Task data
-------------------------

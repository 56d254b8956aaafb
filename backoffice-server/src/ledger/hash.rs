//! Canonical encoding and hashing of ledger entries
//!
//! `entry_hash = sha256(prev_hash || "\n" || canonical)` where `canonical` is
//! the entry's fields as `key=value` lines in lexicographic key order.
//! Quantities are rescaled to four decimals and timestamps are RFC 3339 UTC
//! with millisecond precision, so a re-serialized entry hashes identically.

use chrono::{DateTime, SecondsFormat, Utc};
use rust_decimal::Decimal;
use sha2::{Digest, Sha256};
use shared::models::LedgerEntry;

/// prev_hash of the first entry of every item
pub const GENESIS_HASH: &str = "0000000000000000000000000000000000000000000000000000000000000000";

const QTY_SCALE: u32 = 4;

pub fn normalize_qty(qty: Decimal) -> Decimal {
    let mut q = qty.round_dp(QTY_SCALE);
    q.rescale(QTY_SCALE);
    q
}

pub fn format_time(at: &DateTime<Utc>) -> String {
    at.to_rfc3339_opts(SecondsFormat::Millis, true)
}

/// Canonical text of every hashed field (everything but `entry_hash`)
pub fn canonical_encoding(entry: &LedgerEntry) -> String {
    let fields: [(&str, String); 11] = [
        ("created_at", format_time(&entry.created_at)),
        (
            "expiry_date",
            entry
                .expiry_date
                .map(|d| d.format("%Y-%m-%d").to_string())
                .unwrap_or_default(),
        ),
        ("id", entry.id.clone()),
        ("item_id", entry.item_id.clone()),
        ("lot_number", entry.lot_number.clone().unwrap_or_default()),
        ("qty_delta", normalize_qty(entry.qty_delta).to_string()),
        ("reason", entry.reason.as_str().to_string()),
        ("ref_id", entry.ref_id.clone()),
        ("ref_type", entry.ref_type.as_str().to_string()),
        ("seq", entry.seq.to_string()),
        ("unit", entry.unit.as_str().to_string()),
    ];

    let mut out = String::with_capacity(256);
    for (key, value) in fields {
        out.push_str(key);
        out.push('=');
        out.push_str(&value);
        out.push('\n');
    }
    out
}

/// Hash of an entry given its predecessor's hash
pub fn compute_entry_hash(prev_hash: &str, entry: &LedgerEntry) -> String {
    let mut hasher = Sha256::new();
    hasher.update(prev_hash.as_bytes());
    hasher.update(b"\n");
    hasher.update(canonical_encoding(entry).as_bytes());
    hex::encode(hasher.finalize())
}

-------------------------

Whatever else the listing above holds, retype exactly only the lines from the one containing "RFC 3339 UTC" to the one containing "Canonical text of", both ends kept.

Answer to this exercise
//! Quantities are rescaled to four decimals and timestamps are RFC 3339 UTC
//! with millisecond precision, so a re-serialized entry hashes identically.

use chrono::{DateTime, SecondsFormat, Utc};
use rust_decimal::Decimal;
use sha2::{Digest, Sha256};
use shared::models::LedgerEntry;

/// prev_hash of the first entry of every item
pub const GENESIS_HASH: &str = "0000000000000000000000000000000000000000000000000000000000000000";

const QTY_SCALE: u32 = 4;

pub fn normalize_qty(qty: Decimal) -> Decimal {
    let mut q = qty.round_dp(QTY_SCALE);
    q.rescale(QTY_SCALE);
    q
}

pub fn format_time(at: &DateTime<Utc>) -> String {
    at.to_rfc3339_opts(SecondsFormat::Millis, true)
}

/// Canonical text of every hashed field (everything but `entry_hash`)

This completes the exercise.